A story just hit #1 on Hacker News: Claude Code refuses requests or charges extra when your commits mention "OpenClaw." Here's how to build an AI tool governance agent that audits your entire stack for keyword gatekeeping, pricing changes, and silent policy enforcement — before they cost you time and money.

Published by GetClawCloud · May 1, 2026

The Wake-Up Call

1,142 points on Hacker News. 625 comments. A story that spread faster than most security disclosures: "Claude Code refuses requests or charges extra if your commits mention 'OpenClaw'."

Developers discovered that Claude Code — a coding assistant by Anthropic — scans commit messages for specific keywords. When it detects "OpenClaw" (or presumably other third-party tool names), it either refuses to complete the request or silently escalates billing to a higher tier.

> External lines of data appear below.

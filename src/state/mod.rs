//! Canonical playback state
//!
//! `PlaybackState` is the single "what is playing right now" snapshot that the
//! gateway derives from an authorized webhook, the store persists, and the hub
//! pushes to displays. Field names on the wire are camelCase so display clients
//! can consume the JSON unchanged.

pub mod store;

pub use store::{FileStateStore, MemoryStateStore, SharedStore, StateStore, StoreError};

use serde::{Deserialize, Serialize};
use std::fmt;

/// Webhook event kinds that affect the current state
#[derive(Debug, Clone, Copy, PartialEq, Eq, Hash, Serialize, Deserialize)]
pub enum EventKind {
    #[serde(rename = "media.play")]
    Play,
    #[serde(rename = "media.pause")]
    Pause,
    #[serde(rename = "media.resume")]
    Resume,
    #[serde(rename = "media.stop")]
    Stop,
}

impl EventKind {
    /// Parse the Plex event name; other Plex events (scrobble, rate, library.*) yield None
    pub fn parse(name: &str) -> Option<Self> {
        match name {
            "media.play" => Some(Self::Play),
            "media.pause" => Some(Self::Pause),
            "media.resume" => Some(Self::Resume),
            "media.stop" => Some(Self::Stop),
            _ => None,
        }
    }

    pub fn as_str(&self) -> &'static str {
        match self {
            Self::Play => "media.play",
            Self::Pause => "media.pause",
            Self::Resume => "media.resume",
            Self::Stop => "media.stop",
        }
    }
}

impl fmt::Display for EventKind {
    fn fmt(&self, f: &mut fmt::Formatter<'_>) -> fmt::Result {
        f.write_str(self.as_str())
    }
}

/// Media descriptor, mirroring the `Metadata` object of a Plex webhook.
///
/// Every field is optional on input: absent or null strings default to empty
/// and numbers to 0, and numbers sent as floats or strings are accepted.
#[derive(Debug, Clone, Default, PartialEq, Eq, Serialize, Deserialize)]
#[serde(rename_all = "camelCase", default)]
pub struct MediaMetadata {
    #[serde(deserialize_with = "lenient::or_default")]
    pub library_section_type: String,
    #[serde(deserialize_with = "lenient::or_default")]
    pub rating_key: String,
    #[serde(deserialize_with = "lenient::or_default")]
    pub key: String,
    #[serde(deserialize_with = "lenient::or_default")]
    pub parent_rating_key: String,
    #[serde(deserialize_with = "lenient::or_default")]
    pub grandparent_rating_key: String,
    #[serde(deserialize_with = "lenient::or_default")]
    pub guid: String,
    #[serde(rename = "librarySectionID", deserialize_with = "lenient::int")]
    pub library_section_id: i64,
    #[serde(rename = "type", deserialize_with = "lenient::or_default")]
    pub media_type: String,
    #[serde(deserialize_with = "lenient::or_default")]
    pub title: String,
    #[serde(deserialize_with = "lenient::or_default")]
    pub grandparent_key: String,
    #[serde(deserialize_with = "lenient::or_default")]
    pub parent_key: String,
    #[serde(deserialize_with = "lenient::or_default")]
    pub grandparent_title: String,
    #[serde(deserialize_with = "lenient::or_default")]
    pub parent_title: String,
    #[serde(deserialize_with = "lenient::or_default")]
    pub summary: String,
    #[serde(deserialize_with = "lenient::int")]
    pub index: i64,
    #[serde(deserialize_with = "lenient::int")]
    pub parent_index: i64,
    #[serde(deserialize_with = "lenient::int")]
    pub rating_count: i64,
    #[serde(deserialize_with = "lenient::or_default")]
    pub thumb: String,
    #[serde(deserialize_with = "lenient::or_default")]
    pub art: String,
    #[serde(deserialize_with = "lenient::or_default")]
    pub parent_thumb: String,
    #[serde(deserialize_with = "lenient::or_default")]
    pub grandparent_thumb: String,
    #[serde(deserialize_with = "lenient::or_default")]
    pub grandparent_art: String,
    #[serde(deserialize_with = "lenient::int")]
    pub added_at: i64,
    #[serde(deserialize_with = "lenient::int")]
    pub updated_at: i64,
    #[serde(
        deserialize_with = "lenient::opt_int",
        skip_serializing_if = "Option::is_none"
    )]
    pub parent_year: Option<i64>,
    #[serde(
        deserialize_with = "lenient::opt_int",
        skip_serializing_if = "Option::is_none"
    )]
    pub year: Option<i64>,
}

impl MediaMetadata {
    /// Best artwork reference for display: album/season thumb first, then own thumb
    pub fn artwork(&self) -> Option<&str> {
        [&self.parent_thumb, &self.thumb, &self.grandparent_thumb]
            .into_iter()
            .map(String::as_str)
            .find(|s| !s.is_empty())
    }
}

/// Player descriptor, mirroring the `Player` object of a Plex webhook
#[derive(Debug, Clone, Default, PartialEq, Eq, Serialize, Deserialize)]
#[serde(rename_all = "camelCase", default)]
pub struct PlayerInfo {
    #[serde(deserialize_with = "lenient::or_default")]
    pub local: bool,
    #[serde(deserialize_with = "lenient::or_default")]
    pub public_address: String,
    #[serde(deserialize_with = "lenient::or_default")]
    pub title: String,
    #[serde(deserialize_with = "lenient::or_default")]
    pub uuid: String,
}

/// The current playback snapshot.
///
/// `is_paused` is always derived from `event`; it cannot be set independently,
/// and a persisted value is re-derived when read back.
#[derive(Debug, Clone, PartialEq, Eq, Serialize, Deserialize)]
#[serde(rename_all = "camelCase", from = "StoredPlaybackState")]
pub struct PlaybackState {
    pub event: EventKind,
    pub metadata: MediaMetadata,
    pub player: PlayerInfo,
    /// Ingest time, Unix milliseconds
    pub timestamp: i64,
    is_paused: bool,
}

impl PlaybackState {
    pub fn new(event: EventKind, metadata: MediaMetadata, player: PlayerInfo, timestamp: i64) -> Self {
        Self {
            event,
            metadata,
            player,
            timestamp,
            is_paused: event == EventKind::Pause,
        }
    }

    /// Build a state stamped with the current wall-clock time
    pub fn now(event: EventKind, metadata: MediaMetadata, player: PlayerInfo) -> Self {
        Self::new(event, metadata, player, chrono::Utc::now().timestamp_millis())
    }

    pub fn is_paused(&self) -> bool {
        self.is_paused
    }
}

#[derive(Deserialize)]
#[serde(rename_all = "camelCase")]
struct StoredPlaybackState {
    event: EventKind,
    #[serde(default)]
    metadata: MediaMetadata,
    #[serde(default)]
    player: PlayerInfo,
    #[serde(default, deserialize_with = "lenient::int")]
    timestamp: i64,
}

impl From<StoredPlaybackState> for PlaybackState {
    fn from(raw: StoredPlaybackState) -> Self {
        PlaybackState::new(raw.event, raw.metadata, raw.player, raw.timestamp)
    }
}

/// Lenient deserializers for fields Plex sends inconsistently
pub(crate) mod lenient {
    use serde::{Deserialize, Deserializer};

    /// `null` reads as the type's default, like an absent key
    pub fn or_default<'de, D, T>(deserializer: D) -> Result<T, D::Error>
    where
        D: Deserializer<'de>,
        T: Deserialize<'de> + Default,
    {
        Ok(Option::<T>::deserialize(deserializer)?.unwrap_or_default())
    }
    use serde_json::Value;

    fn coerce(value: &Value) -> Option<i64> {
        match value {
            Value::Number(n) => n.as_i64().or_else(|| n.as_f64().map(|f| f as i64)),
            Value::String(s) => s
                .trim()
                .parse::<i64>()
                .ok()
                .or_else(|| s.trim().parse::<f64>().ok().map(|f| f as i64)),
            Value::Bool(b) => Some(i64::from(*b)),
            _ => None,
        }
    }

    pub fn int<'de, D: Deserializer<'de>>(deserializer: D) -> Result<i64, D::Error> {
        let value = Value::deserialize(deserializer)?;
        Ok(coerce(&value).unwrap_or(0))
    }

    pub fn opt_int<'de, D: Deserializer<'de>>(deserializer: D) -> Result<Option<i64>, D::Error> {
        let value = Value::deserialize(deserializer)?;
        Ok(coerce(&value))
    }
}
//! Push-channel wire messages shared by the hub and the display client
//!
//! Server → client: `{"type":"state-update","data":{…}|null}`, `{"type":"pong"}`
//! Client → server: `{"type":"ping"}`, `{"type":"state-request"}`

use serde::{Deserialize, Serialize};

use crate::state::PlaybackState;

/// Path the hub is mounted at
pub const PUSH_PATH: &str = "/ws";

#[derive(Debug, Clone, PartialEq, Serialize, Deserialize)]
#[serde(tag = "type", rename_all = "kebab-case")]
pub enum ServerMessage {
    StateUpdate {
        #[serde(default)]
        data: Option<PlaybackState>,
    },
    Pong,
}

#[derive(Debug, Clone, Copy, PartialEq, Eq, Serialize, Deserialize)]
#[serde(tag = "type", rename_all = "kebab-case")]
pub enum ClientMessage {
    Ping,
    StateRequest,
}

impl ServerMessage {
    pub fn state(data: Option<PlaybackState>) -> Self {
        Self::StateUpdate { data }
    }

    pub fn to_json(&self) -> Option<String> {
        match serde_json::to_string(self) {
            Ok(json) => Some(json),
            Err(e) => {
                tracing::error!("Failed to encode server message: {}", e);
                None
            }
        }
    }
}

impl ClientMessage {
    pub fn to_json(self) -> String {
        match self {
            Self::Ping => r#"{"type":"ping"}"#.to_string(),
            Self::StateRequest => r#"{"type":"state-request"}"#.to_string(),
        }
    }
}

This isn't a bug. It's a policy enforcement mechanism embedded inside a tool you're paying for.

What this means for every developer:

The shocked reaction across HN suggests most developers never considered this scenario. But it's not isolated. As AI tools embed deeper into development workflows, the question every team should be asking is: what else is my AI stack doing behind my back?

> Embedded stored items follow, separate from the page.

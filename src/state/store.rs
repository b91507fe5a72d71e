//! Single-slot state store
//!
//! Holds exactly one current `PlaybackState`. The file-backed store writes the
//! whole value to a sibling temp file and renames it into place, so readers
//! never observe a half-written state, and a restart picks up the last save.

use async_trait::async_trait;
use std::fs;
use std::io::ErrorKind;
use std::path::{Path, PathBuf};
use std::sync::{Arc, Mutex, RwLock};
use thiserror::Error;

use super::PlaybackState;

const STATE_FILE: &str = "current-state.json";

#[derive(Debug, Error)]
pub enum StoreError {
    #[error("state file I/O failed at {path}: {source}")]
    Io {
        path: PathBuf,
        #[source]
        source: std::io::Error,
    },

    #[error("failed to encode playback state: {0}")]
    Encode(#[source] serde_json::Error),

    #[error("state file {path} is not valid JSON: {source}")]
    Decode {
        path: PathBuf,
        #[source]
        source: serde_json::Error,
    },
}

/// Storage for the one current playback state.
///
/// Implementations must be safe to call concurrently without callers
/// coordinating: `save` replaces the whole value atomically, `load` on an
/// empty store returns `Ok(None)`, and `clear` on an empty store is a no-op.
#[async_trait]
pub trait StateStore: Send + Sync {
    async fn save(&self, state: &PlaybackState) -> Result<(), StoreError>;

    async fn load(&self) -> Result<Option<PlaybackState>, StoreError>;

    async fn clear(&self) -> Result<(), StoreError>;
}

pub type SharedStore = Arc<dyn StateStore>;

/// JSON file store at `{data_dir}/current-state.json`
pub struct FileStateStore {
    path: PathBuf,
    // Serializes writers and readers so a clear can't race a rename
    io_lock: Mutex<()>,
}

impl FileStateStore {
    pub fn new(data_dir: impl AsRef<Path>) -> Self {
        Self {
            path: data_dir.as_ref().join(STATE_FILE),
            io_lock: Mutex::new(()),
        }
    }

    pub fn path(&self) -> &Path {
        &self.path
    }

    fn temp_path(&self) -> PathBuf {
        self.path.with_extension("json.tmp")
    }

    fn io_err(&self, path: &Path, source: std::io::Error) -> StoreError {
        StoreError::Io {
            path: path.to_path_buf(),
            source,
        }
    }

    fn write_atomic(&self, json: &str) -> Result<(), StoreError> {
        if let Some(parent) = self.path.parent() {
            fs::create_dir_all(parent).map_err(|e| self.io_err(parent, e))?;
        }
        let tmp = self.temp_path();
        fs::write(&tmp, json).map_err(|e| self.io_err(&tmp, e))?;
        fs::rename(&tmp, &self.path).map_err(|e| self.io_err(&self.path, e))
    }
}

#[async_trait]
impl StateStore for FileStateStore {
    async fn save(&self, state: &PlaybackState) -> Result<(), StoreError> {
        let json = serde_json::to_string_pretty(state).map_err(StoreError::Encode)?;
        let _guard = self.io_lock.lock().unwrap_or_else(|e| e.into_inner());
        self.write_atomic(&json)?;
        tracing::debug!(event = %state.event, "Saved playback state to {}", self.path.display());
        Ok(())
    }

    async fn load(&self) -> Result<Option<PlaybackState>, StoreError> {
        let content = {
            let _guard = self.io_lock.lock().unwrap_or_else(|e| e.into_inner());
            match fs::read_to_string(&self.path) {
                Ok(content) => content,
                Err(e) if e.kind() == ErrorKind::NotFound => return Ok(None),
                Err(e) => return Err(self.io_err(&self.path, e)),
            }
        };

        serde_json::from_str(&content)
            .map(Some)
            .map_err(|source| StoreError::Decode {
                path: self.path.clone(),
                source,
            })
    }

    async fn clear(&self) -> Result<(), StoreError> {
        let _guard = self.io_lock.lock().unwrap_or_else(|e| e.into_inner());
        match fs::remove_file(&self.path) {
            Ok(()) => {
                tracing::debug!("Cleared playback state");
                Ok(())
            }
            Err(e) if e.kind() == ErrorKind::NotFound => Ok(()),
            Err(e) => Err(self.io_err(&self.path, e)),
        }
    }
}

/// In-memory store (tests, ephemeral runs)
#[derive(Default)]
pub struct MemoryStateStore {
    slot: RwLock<Option<PlaybackState>>,
}

impl MemoryStateStore {
    pub fn new() -> Self {
        Self::default()
    }
}

#[async_trait]
impl StateStore for MemoryStateStore {
    async fn save(&self, state: &PlaybackState) -> Result<(), StoreError> {
        *self.slot.write().unwrap_or_else(|e| e.into_inner()) = Some(state.clone());
        Ok(())
    }

    async fn load(&self) -> Result<Option<PlaybackState>, StoreError> {
        Ok(self.slot.read().unwrap_or_else(|e| e.into_inner()).clone())
    }

    async fn clear(&self) -> Result<(), StoreError> {
        *self.slot.write().unwrap_or_else(|e| e.into_inner()) = None;
        Ok(())
    }
}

This Is a Supply Chain Trust Problem

When you install a npm package that phones home with your data, we call it a supply chain attack. When a database silently downgrades your queries based on query patterns, we call it a performance bug. When an AI coding tool alters its behavior based on what your commit messages say — what do we call that?

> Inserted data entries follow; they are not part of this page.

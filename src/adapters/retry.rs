//! Retry policy for upstream requests
//!
//! Kept as a pure function of (attempt, error) so the backoff math is testable
//! without timers.

use std::time::Duration;

/// Whether a failure is worth another attempt
pub trait Retryable {
    fn is_retryable(&self) -> bool;
}

#[derive(Debug, Clone, Copy, PartialEq, Eq)]
pub enum RetryDecision {
    RetryAfter(Duration),
    GiveUp,
}

/// Bounded exponential backoff: `min(base * 2^attempt, max_delay)`
#[derive(Debug, Clone, Copy, PartialEq, Eq)]
pub struct RetryPolicy {
    /// Total attempts including the first one
    pub max_attempts: u32,
    pub base_delay: Duration,
    pub max_delay: Duration,
}

impl Default for RetryPolicy {
    fn default() -> Self {
        Self {
            max_attempts: 3,
            base_delay: Duration::from_millis(1000),
            max_delay: Duration::from_millis(5000),
        }
    }
}

impl RetryPolicy {
    /// Delay before the attempt following failed attempt `attempt` (0-based)
    pub fn backoff(&self, attempt: u32) -> Duration {
        let factor = 2u32.saturating_pow(attempt);
        self.base_delay.saturating_mul(factor).min(self.max_delay)
    }

    /// Decide what to do after attempt `attempt` (0-based) failed with `error`
    pub fn decide<E: Retryable + ?Sized>(&self, attempt: u32, error: &E) -> RetryDecision {
        if !error.is_retryable() || attempt + 1 >= self.max_attempts {
            return RetryDecision::GiveUp;
        }
        RetryDecision::RetryAfter(self.backoff(attempt))
    }
}

#[cfg(test)]
mod tests {
    use super::*;

    struct Transient;
    struct Permanent;

    impl Retryable for Transient {
        fn is_retryable(&self) -> bool {
            true
        }
    }

    impl Retryable for Permanent {
        fn is_retryable(&self) -> bool {
            false
        }
    }

    #[test]
    fn backoff_doubles_and_caps() {
        let policy = RetryPolicy::default();
        assert_eq!(policy.backoff(0), Duration::from_millis(1000));
        assert_eq!(policy.backoff(1), Duration::from_millis(2000));
        assert_eq!(policy.backoff(2), Duration::from_millis(4000));
        assert_eq!(policy.backoff(3), Duration::from_millis(5000));
        assert_eq!(policy.backoff(40), Duration::from_millis(5000));
    }

    #[test]
    fn retries_transient_until_attempts_exhausted() {
        let policy = RetryPolicy::default();
        assert_eq!(
            policy.decide(0, &Transient),
            RetryDecision::RetryAfter(Duration::from_millis(1000))
        );
        assert_eq!(
            policy.decide(1, &Transient),
            RetryDecision::RetryAfter(Duration::from_millis(2000))
        );
        assert_eq!(policy.decide(2, &Transient), RetryDecision::GiveUp);
    }

    #[test]
    fn never_retries_permanent_errors() {
        let policy = RetryPolicy::default();
        assert_eq!(policy.decide(0, &Permanent), RetryDecision::GiveUp);
    }

    #[test]
    fn single_attempt_policy_gives_up_immediately() {
        let policy = RetryPolicy {
            max_attempts: 1,
            ..Default::default()
        };
        assert_eq!(policy.decide(0, &Transient), RetryDecision::GiveUp);
    }
}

We don't have a name for it yet. That's part of the problem.

AI tools are the fastest-growing layer in the modern software supply chain. They sit between you and your code, between you and your prompts, between you and your API calls. And unlike traditional dependencies — where you can audit a package.json or a requirements.txt — AI tool behavior is opaque by design. You can't review the source code of the policy engine that decides when to refuse a request or escalate billing.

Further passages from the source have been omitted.